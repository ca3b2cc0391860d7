//! Runtime configuration loaded from the environment.
//!
//! Every value has a default except `DATABASE_URL`. Call [`Settings::from_env`]
//! after `dotenv().ok()` so that a local `.env` file is honoured.

use std::{env, path::PathBuf, str::FromStr};

use anyhow::{Context, bail};

/// Credentials for the optional Supabase Storage image backend.
#[derive(Debug, Clone)]
pub struct SupabaseStorageSettings {
    /// Supabase project URL, e.g. `https://xyz.supabase.co`
    pub url: String,
    /// Service role key used for uploads
    pub service_key: String,
    /// Public bucket that receives ad images
    pub bucket: String,
}

/// Application settings shared through [`crate::AppState`].
#[derive(Debug, Clone)]
pub struct Settings {
    pub database_url: String,
    pub host: String,
    pub port: u16,
    pub cors_origins: Vec<String>,
    /// Lowercased emails that resolve to the admin role
    pub admin_emails: Vec<String>,
    pub session_ttl_days: i64,
    /// Marks the session cookie `Secure; SameSite=None` when true
    pub cookie_secure: bool,
    /// Google OAuth client id. Google sign-in is disabled when `None`.
    pub google_client_id: Option<String>,
    pub upload_dir: PathBuf,
    /// Prefix prepended to locally served image URLs
    pub public_base_url: String,
    pub supabase: Option<SupabaseStorageSettings>,
    /// Points credited to every new account
    pub registration_bonus: i64,
    /// Points deducted when an ad is posted
    pub ad_post_cost: i64,
}

impl Settings {
    /// Reads all settings from environment variables.
    ///
    /// # Errors
    /// Fails when `DATABASE_URL` is missing or a numeric/boolean variable
    /// cannot be parsed.
    pub fn from_env() -> anyhow::Result<Self> {
        let database_url = env::var("DATABASE_URL").context("DATABASE_URL must be set")?;

        let supabase = match (
            optional("SUPABASE_URL"),
            optional("SUPABASE_SERVICE_KEY"),
            optional("SUPABASE_BUCKET"),
        ) {
            (Some(url), Some(service_key), Some(bucket)) => Some(SupabaseStorageSettings {
                url: url.trim_end_matches('/').to_string(),
                service_key,
                bucket,
            }),
            _ => None,
        };

        let settings = Self {
            database_url,
            host: optional("HOST").unwrap_or_else(|| "127.0.0.1".to_string()),
            port: parse_or("PORT", 8080)?,
            cors_origins: optional("CORS_ORIGINS")
                .map(|v| split_list(&v))
                .unwrap_or_else(|| vec!["http://localhost:3000".to_string()]),
            admin_emails: optional("ADMIN_EMAILS")
                .map(|v| {
                    split_list(&v)
                        .into_iter()
                        .map(|e| e.to_lowercase())
                        .collect()
                })
                .unwrap_or_default(),
            session_ttl_days: parse_or("SESSION_TTL_DAYS", 7)?,
            cookie_secure: parse_bool_or("COOKIE_SECURE", false)?,
            google_client_id: optional("GOOGLE_CLIENT_ID"),
            upload_dir: optional("UPLOAD_DIR")
                .map(PathBuf::from)
                .unwrap_or_else(|| PathBuf::from("uploads")),
            public_base_url: optional("PUBLIC_BASE_URL")
                .map(|v| v.trim_end_matches('/').to_string())
                .unwrap_or_default(),
            supabase,
            registration_bonus: parse_or("REGISTRATION_BONUS", 1000)?,
            ad_post_cost: parse_or("AD_POST_COST", 1)?,
        };

        if settings.session_ttl_days <= 0 {
            bail!("SESSION_TTL_DAYS must be positive");
        }
        if settings.registration_bonus < 0 || settings.ad_post_cost < 0 {
            bail!("REGISTRATION_BONUS and AD_POST_COST must not be negative");
        }

        Ok(settings)
    }

    /// Settings for tests. Uploads go under the system temp directory.
    pub fn for_tests(database_url: &str) -> Self {
        Self {
            database_url: database_url.to_string(),
            host: "127.0.0.1".to_string(),
            port: 0,
            cors_origins: vec!["http://localhost:3000".to_string()],
            admin_emails: vec![],
            session_ttl_days: 7,
            cookie_secure: false,
            google_client_id: None,
            upload_dir: env::temp_dir().join("rentwala-test-uploads"),
            public_base_url: String::new(),
            supabase: None,
            registration_bonus: 1000,
            ad_post_cost: 1,
        }
    }

    /// Case-insensitive membership check against `ADMIN_EMAILS`.
    pub fn is_admin_email(&self, email: &str) -> bool {
        let email = email.to_lowercase();
        self.admin_emails.iter().any(|e| *e == email)
    }
}

fn optional(key: &str) -> Option<String> {
    env::var(key).ok().filter(|v| !v.trim().is_empty())
}

fn parse_or<T>(key: &str, default: T) -> anyhow::Result<T>
where
    T: FromStr,
    T::Err: std::error::Error + Send + Sync + 'static,
{
    match optional(key) {
        Some(raw) => raw
            .trim()
            .parse::<T>()
            .with_context(|| format!("{key} has an invalid value: {raw}")),
        None => Ok(default),
    }
}

fn parse_bool_or(key: &str, default: bool) -> anyhow::Result<bool> {
    match optional(key).as_deref().map(str::trim) {
        None => Ok(default),
        Some("1" | "true" | "TRUE" | "yes") => Ok(true),
        Some("0" | "false" | "FALSE" | "no") => Ok(false),
        Some(other) => bail!("{key} must be a boolean, got {other}"),
    }
}

/// Splits a comma-separated list, trimming entries and dropping empty ones.
pub fn split_list(raw: &str) -> Vec<String> {
    raw.split(',')
        .map(str::trim)
        .filter(|s| !s.is_empty())
        .map(str::to_string)
        .collect()
}
//! Authentication endpoints: password and Google sign-in, session lifecycle.

use actix_web::{HttpRequest, HttpResponse, web};
use serde::{Deserialize, Serialize};
use validator::Validate;

use crate::{
    AppState,
    auth_middleware::{AuthMiddleware, session_token},
    error::ApiResult,
    handlers::data::{LocationInput, validate_not_blank},
    models::User,
    services::{AuthService, clear_session_cookie, session_cookie},
};

#[derive(Debug, Deserialize, Validate)]
pub struct RegisterRequest {
    #[validate(
        length(min = 1, max = 80, message = "Name must be 1-80 characters"),
        custom(function = "validate_not_blank")
    )]
    pub name: String,
    #[validate(email(message = "Invalid email"))]
    pub email: String,
    #[validate(length(min = 6, max = 128, message = "Password must be 6-128 characters"))]
    pub password: String,
}

#[derive(Debug, Deserialize, Validate)]
pub struct LoginRequest {
    #[validate(email(message = "Invalid email"))]
    pub email: String,
    #[validate(length(min = 1, max = 128))]
    pub password: String,
}

#[derive(Debug, Deserialize, Validate)]
pub struct GoogleLoginRequest {
    #[validate(length(min = 1, max = 4096))]
    pub id_token: String,
}

/// Body returned by every sign-in endpoint.
#[derive(Debug, Serialize)]
pub struct SessionResponse {
    pub user: User,
    pub session_token: String,
}

/// Issues a session for `user` and returns it both as a cookie and in the body.
async fn start_session(state: &AppState, user: User) -> ApiResult<HttpResponse> {
    let (token, _expires_at) =
        AuthService::create_session(&state.db, user.id, state.settings.session_ttl_days).await?;
    Ok(HttpResponse::Ok()
        .cookie(session_cookie(&state.settings, &token))
        .json(SessionResponse { user, session_token: token }))
}

/// `POST /api/auth/register`
#[tracing::instrument(skip(data, form), fields(email = %form.email))]
pub async fn register(
    data: web::Data<AppState>,
    form: web::Json<RegisterRequest>,
) -> ApiResult<HttpResponse> {
    form.validate()?;
    let user = AuthService::register(&data, form.name.trim(), &form.email, &form.password).await?;
    start_session(&data, user).await
}

/// `POST /api/auth/login`
#[tracing::instrument(skip(data, form), fields(email = %form.email))]
pub async fn login(
    data: web::Data<AppState>,
    form: web::Json<LoginRequest>,
) -> ApiResult<HttpResponse> {
    form.validate()?;
    let user = AuthService::login(&data.db, &form.email, &form.password).await?;
    start_session(&data, user).await
}

/// `POST /api/auth/google`
#[tracing::instrument(skip(data, form))]
pub async fn google_login(
    data: web::Data<AppState>,
    form: web::Json<GoogleLoginRequest>,
) -> ApiResult<HttpResponse> {
    form.validate()?;
    let identity = data.google.verify(&form.id_token).await?;
    let user = AuthService::google_sign_in(&data, identity).await?;
    tracing::info!(user_id = %user.id, "Google sign-in");
    start_session(&data, user).await
}

/// `GET /api/auth/me`
#[tracing::instrument(skip(user, data), fields(user_id = %user.id))]
pub async fn me(user: AuthMiddleware, data: web::Data<AppState>) -> ApiResult<HttpResponse> {
    let profile = AuthService::find_by_id(&data.db, user.id).await?;
    Ok(HttpResponse::Ok().json(profile))
}

/// `POST /api/auth/logout`. Works without a valid session so stale cookies
/// can always be cleared.
#[tracing::instrument(skip(req, data))]
pub async fn logout(req: HttpRequest, data: web::Data<AppState>) -> ApiResult<HttpResponse> {
    if let Some(token) = session_token(&req) {
        AuthService::delete_session(&data.db, &token).await?;
    }
    Ok(HttpResponse::Ok()
        .cookie(clear_session_cookie(&data.settings))
        .json(serde_json::json!({ "message": "Logged out" })))
}

/// `POST /api/auth/location`
#[tracing::instrument(skip(user, data, form), fields(user_id = %user.id))]
pub async fn update_location(
    user: AuthMiddleware,
    data: web::Data<AppState>,
    form: web::Json<LocationInput>,
) -> ApiResult<HttpResponse> {
    form.validate()?;
    let location = form.into_inner().into_user_location();
    let updated = AuthService::update_location(&data.db, user.id, &location).await?;
    Ok(HttpResponse::Ok().json(updated))
}

/// Registers `/api/auth/*`.
pub fn configure_auth_routes(cfg: &mut web::ServiceConfig) {
    cfg.service(
        web::scope("/api/auth")
            .route("/register", web::post().to(register))
            .route("/login", web::post().to(login))
            .route("/google", web::post().to(google_login))
            .route("/me", web::get().to(me))
            .route("/logout", web::post().to(logout))
            .route("/location", web::post().to(update_location)),
    );
}

#[cfg(test)]
mod tests {
    use super::*;

    #[test]
    fn register_rules() {
        let ok = RegisterRequest {
            name: "Meera".into(),
            email: "meera@example.com".into(),
            password: "secret1".into(),
        };
        assert!(ok.validate().is_ok());

        let blank_name = RegisterRequest {
            name: "   ".into(),
            email: "meera@example.com".into(),
            password: "secret1".into(),
        };
        let errors = blank_name.validate().unwrap_err();
        assert!(errors.field_errors().contains_key("name"));

        let short = RegisterRequest { password: "12345".into(), ..ok };
        assert!(short.validate().is_err());

        let bad_email = RegisterRequest {
            name: "Meera".into(),
            email: "meera.example.com".into(),
            password: "secret1".into(),
        };
        assert!(bad_email.validate().is_err());
    }
}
------------------------------------------------------------
**TASK OBJECTIVE:** Scan the material above for the string "AuthMiddleware". Return each line where it occurs.

**OUTPUT OF THE EXERCISE:**
    auth_middleware::{AuthMiddleware, session_token},
pub async fn me(user: AuthMiddleware, data: web::Data<AppState>) -> ApiResult<HttpResponse> {
    user: AuthMiddleware,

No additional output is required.